The only reason they are excluded is because they are an EU company, proving this isn’t about protecting consumers it’s about punishing successful non-EU companies. Which, yes, the EU has the prerogative to do, but they shouldn’t be lying about it and hiding beyond the false idea that this is about protecting customers.

Meanwhile despite NOT meeting the EUs already arbitrary “gatekeeper” metrics, the EU decide to include ipadOS too just because they can, again proving it’s not about gatekeepers or customers.

Yeah they really aren't, you seem to have just made most of this up.

What are gatekeepers?​

Gatekeepers are large digital platforms providing any of a pre-defined set of digital services (‘core platform services’), such as online search engines, app stores, and messenger services. These companies have:
  • a strong economic position, significant impact on the internal market and are active in multiple EU countries;
  • a strong intermediation position, meaning that they link a large user base to a large number of businesses;
  • an entrenched and durable position in the market, meaning that their position has been stable over time.

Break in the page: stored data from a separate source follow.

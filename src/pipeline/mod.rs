//! The frame pipeline.
//!
//! Two long-lived worker threads joined by a bounded handoff queue:
//!
//! ```text
//! FrameSource -> capture loop -> HandoffQueue -> process loop -> latest frame
//!                (fit, pace)                     (detect, annotate, notify)
//! ```
//!
//! Each loop parks on its own `Gate` while disabled. One `CancelFlag` ends both
//! loops; every blocking wait re-checks it under the mutex it waits on.
//! `PipelineEngine` owns the threads and exposes the lifecycle operations.
//!
//! Lock order: lifecycle -> source slot -> queue / gates / published frame /
//! window. Worker threads never hold the source slot while blocked on the
//! queue or a gate.

mod cancel;
mod capture;
mod engine;
mod gate;
mod process;
mod queue;
mod stats;
mod timer;

use std::sync::{Mutex, MutexGuard, PoisonError};

pub use cancel::CancelFlag;
pub use engine::{EngineOptions, LatestFrame, PipelineEngine, PipelineState};
pub use gate::Gate;
pub use queue::{Aborted, HandoffQueue, DEFAULT_QUEUE_CAPACITY};
pub use stats::PipelineStats;
pub use timer::{frame_interval, PacingTimer};

/// Lock `mutex`, recovering the data if a panicking thread poisoned it.
pub(crate) fn lock<T>(mutex: &Mutex<T>) -> MutexGuard<'_, T> {
    mutex.lock().unwrap_or_else(PoisonError::into_inner)
}
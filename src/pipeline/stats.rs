use std::sync::atomic::{AtomicU64, Ordering};

/// Point-in-time copy of the engine counters.
#[derive(Clone, Copy, Debug, Default, PartialEq, Eq)]
pub struct PipelineStats {
    /// Frames pushed into the handoff queue.
    pub frames_captured: u64,
    /// Frames popped and run through the detector.
    pub frames_processed: u64,
    /// Annotated frames written to the latest-frame cell.
    pub frames_published: u64,
    /// Published frames replaced before the display layer read them.
    pub frames_overwritten: u64,
    /// Notifier invocations.
    pub notifications: u64,
    /// Source teardowns (explicit removal, swap, or end of stream).
    pub source_teardowns: u64,
}

#[derive(Debug, Default)]
pub(crate) struct StatCounters {
    frames_captured: AtomicU64,
    frames_processed: AtomicU64,
    frames_published: AtomicU64,
    frames_overwritten: AtomicU64,
    notifications: AtomicU64,
    source_teardowns: AtomicU64,
}

impl StatCounters {
    pub(crate) fn captured(&self) {
        self.frames_captured.fetch_add(1, Ordering::Relaxed);
    }

    pub(crate) fn processed(&self) {
        self.frames_processed.fetch_add(1, Ordering::Relaxed);
    }

    pub(crate) fn published(&self, overwrote_unread: bool) {
        self.frames_published.fetch_add(1, Ordering::Relaxed);
        if overwrote_unread {
            self.frames_overwritten.fetch_add(1, Ordering::Relaxed);
        }
    }

    pub(crate) fn notified(&self) {
        self.notifications.fetch_add(1, Ordering::Relaxed);
    }

    pub(crate) fn torn_down(&self) {
        self.source_teardowns.fetch_add(1, Ordering::Relaxed);
    }

    pub(crate) fn snapshot(&self) -> PipelineStats {
        PipelineStats {
            frames_captured: self.frames_captured.load(Ordering::Relaxed),
            frames_processed: self.frames_processed.load(Ordering::Relaxed),
            frames_published: self.frames_published.load(Ordering::Relaxed),
            frames_overwritten: self.frames_overwritten.load(Ordering::Relaxed),
            notifications: self.notifications.load(Ordering::Relaxed),
            source_teardowns: self.source_teardowns.load(Ordering::Relaxed),
        }
    }
}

The argument that this is just EU vs American businesses is nonsensical also given that Apple/ Google/Amazon/ Microsoft have all drawn regulatory action from their own government too.
 
Apple absolutely acts in their own self-interest, and they were found to act like a mob boss. Sure, the EU also acts in their own interests, but do you want to have companies running society?
LOL no.

First Apple is not a mob boss. Anyone who buys an Apple product or developers software for an Apple product does so entirely by choice. Literally no one is forced to do buy an iPhone or write an iOS app against their will. And you are completely free to by a non-Apple device or develop for non-Apple platforms at any time and Apple will do exactly nothing to you. That makes them the worst “mob boss” of all time.

Second no, I don’t want companies running society. I also don’t want governments running product development at private companies.

I want governments to ensure companies:

1. Don’t sell dangerous products
2. Tell the truth about their products so I can accurately make my purchasing decisions
3. Step in if a company gains monopoly power and abuses it.

The DMA does none of those things. It’s simply an excuse to punish and control non-European companies.